This Zucchini Lasagna Bolognese is full of veggies and nutrients and just as hearty as the real thing! Who needs real noodles?! 352 cals (10 SP)
So, remember back when I made roasted plums and peaches and I joked about how I was being a lazy food blogger because all of the dishes I was making had prep times of under 5 minutes? Well, I have officially broken that streak!
This dish is a downright marathon recipe, so get ready to settle in, folks. This is the kind of meal you make for a special occasion. You’re having friends over for a fancy dinner party, you’re making dinner for your new spouse and want to impress them with your cooking skills, the queen is coming to dinner at your house, you know, things like that. Okay, I might be exaggerating a little, but it’s not a quick recipe!
Even though there are no real pasta noodles, this dish still fills you up the same way lasagna would. It’s hearty, it’s warm, it’s meaty, it’s cheesy and heavy and just a small piece will fill you up! I cut the lasagna into 16 servings and felt like one piece was plenty, but if that doesn’t fill you up I recommend pairing this with a side salad or piece of grilled chicken to avoid overloading on the calories with a large piece! (Afterall, there are 3 types of cheese in here! Mmmmm…cheese…)

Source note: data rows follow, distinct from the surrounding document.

//! Loan Engine CLI
//!
//! Evaluates one loan application and prints the underwriting report.
//! Reads a request from a JSON file when given, otherwise runs a built-in
//! sample application.

use std::fs;
use std::path::PathBuf;

use anyhow::Context;
use clap::Parser;

use loan_engine::profile::{
    EducationLevel, EmploymentStatus, Gender, HomeOwnership, Impact, LoanPurpose, MaritalStatus,
};
use loan_engine::{ApplicationRequest, LoanAdvisor};

#[derive(Parser, Debug)]
#[command(
    name = "loan-engine",
    about = "Risk and pricing decision engine for unsecured personal loans",
    version
)]
struct Cli {
    /// Application request JSON file (a built-in sample runs when omitted)
    #[arg(long)]
    application: Option<PathBuf>,
    /// Directory holding the exported model artifacts
    #[arg(long, default_value = "data/model")]
    model_dir: PathBuf,
    /// Print the raw report as JSON instead of the formatted summary
    #[arg(long)]
    json: bool,
}

fn main() -> anyhow::Result<()> {
    env_logger::init();

    let cli = Cli::parse();

    let request = match &cli.application {
        Some(path) => {
            let raw = fs::read_to_string(path)
                .with_context(|| format!("cannot read application file {}", path.display()))?;
            serde_json::from_str::<ApplicationRequest>(&raw)
                .with_context(|| format!("cannot parse application file {}", path.display()))?
        }
        None => sample_request(),
    };

    let advisor = LoanAdvisor::from_artifact_dir(&cli.model_dir);
    let result = advisor.analyze(&request)?;

    if cli.json {
        println!("{}", serde_json::to_string_pretty(&result)?);
        return Ok(());
    }

    println!("Loan Engine v0.1.0");
    println!("==================\n");

    println!("Applicant:");
    println!("  Age: {}", request.age);
    println!(
        "  Employment: {:?} ({} years at current job)",
        request.employment_status, request.job_tenure
    );
    println!("  Monthly Income: Rs. {:.2}", request.monthly_income);
    println!(
        "  Loan Requested: Rs. {:.2} over {} months",
        request.loan_amount, request.loan_duration_months
    );
    println!(
        "  Scoring Path: {}",
        if advisor.is_model_backed() {
            "trained model"
        } else {
            "rule-based scorecard"
        }
    );
    println!();

    println!("Credit Assessment:");
    println!(
        "  Estimated Score Band: {} ({})",
        result.credit_score.display,
        result.credit_score.rating.as_str()
    );
    println!("  Approval Score: {:.1}%", result.approval_probability);
    println!("  Model Probability: {:.1}%", result.ml_probability);
    println!();

    println!("Pricing:");
    println!("  Annual Interest Rate: {:.2}%", result.interest_rate.annual);
    println!("  Monthly Rate: {:.3}%", result.interest_rate.monthly);
    println!("  Monthly EMI: Rs. {:.0}", result.emi.monthly);
    println!("  Total Interest: Rs. {:.0}", result.emi.total_interest);
    println!("  Total Repayment: Rs. {:.0}", result.emi.total_repayment);
    println!();

    println!("Income Analysis:");
    println!(
        "  Debt-to-Income: {:.1}%",
        result.income_analysis.debt_to_income_ratio
    );
    println!(
        "  EMI-to-Income: {:.1}%",
        result.income_analysis.emi_to_income_ratio
    );
    println!();

    println!("Decision: {}", result.decision.as_str());
    println!("  {}", result.decision_reason);
    println!(
        "  KYC Required: {}",
        if result.kyc_required { "yes" } else { "no" }
    );
    println!();

    if !result.explanations.is_empty() {
        println!("Key Factors:");
        for factor in &result.explanations {
            let marker = match factor.impact {
                Impact::Positive => "[+]",
                Impact::Negative => "[-]",
                Impact::Neutral => "[~]",
            };
            println!(
                "  {marker} {} ({:.4}): {}",
                factor.factor, factor.weight, factor.description
            );
        }
        println!();
    }

    println!("Co-applicant:");
    if result.coapplicant.provided {
        println!("  Income provided and blended into the assessment");
    } else if result.coapplicant.suggested {
        println!("  Suggested: {}", result.coapplicant.reason);
    } else {
        println!("  Not needed");
    }
    println!();

    println!("Next Steps:");
    for (index, step) in result.next_steps.iter().enumerate() {
        println!("  {}. {step}", index + 1);
    }

    Ok(())
}

/// Demo application used when no file is supplied
fn sample_request() -> ApplicationRequest {
    ApplicationRequest {
        age: 32,
        employment_status: EmploymentStatus::Employed,
        monthly_income: 85_000.0,
        loan_amount: 400_000.0,
        loan_duration_months: 48,
        monthly_debt: 15_000.0,
        coapplicant_income: 0.0,
        credit_score: Some(750),
        gender: Gender::Male,
        education_level: EducationLevel::Bachelor,
        experience: 8,
        job_tenure: 4,
        loan_purpose: LoanPurpose::Personal,
        marital_status: MaritalStatus::Married,
        dependents: 1,
        home_ownership: HomeOwnership::Own,
        previous_defaults: false,
    }
}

So this is the second recipe that I am making out of the Cravings Cookbook, and it’s definitely more complicated than the Dump and Done Ramen Salad, but it’s just as tasty! I found myself a little puzzled while making this recipe so here are some tips that you can learn from my mistakes:
- Zucchini: When slicing the zucchini, don’t be afraid of making the slices too thick. Each slice should be about 1/4 inch thick. I made a few that were too thin and they burnt to a crisp during the roasting process. The pieces that I thought were too thick actually ended up being perfect so err on the side of thickness! Also, keep an eye on them as they roast. The recipe calls for 25-30 minutes at 425 degrees, but mine burned like I had cooked them on the surface of the sun. I ended up burning all 6 zucchini the first time around and had to start over! I made the pieces thicker and only roasted for about 20 minutes and that seemed to work better. They should be slightly browned and soft, not straight ash like mine.
- The sauce: The recipe calls for the sauce to simmer for an hour to an hour and a half, adding more broth as needed if the sauce gets too dry. The sauce should be “a lot of meat, and a nice coating of thick yummy liquid,” per Chrissy. Mine looked like ground beef in a pool of broth after 90 minutes! I don’t think I simmered at a high enough heat initially so I ended up simmering for about 3 hours total and adding a little flour to help thicken the sauce. I still ended up draining off some liquid before I assembled the lasagna, though. I would recommend simmering over medium heat and starting with only 1-2 C of chicken broth and adding more if necessary. You can also try removing extra liquid after you add the meat, but before adding the wine.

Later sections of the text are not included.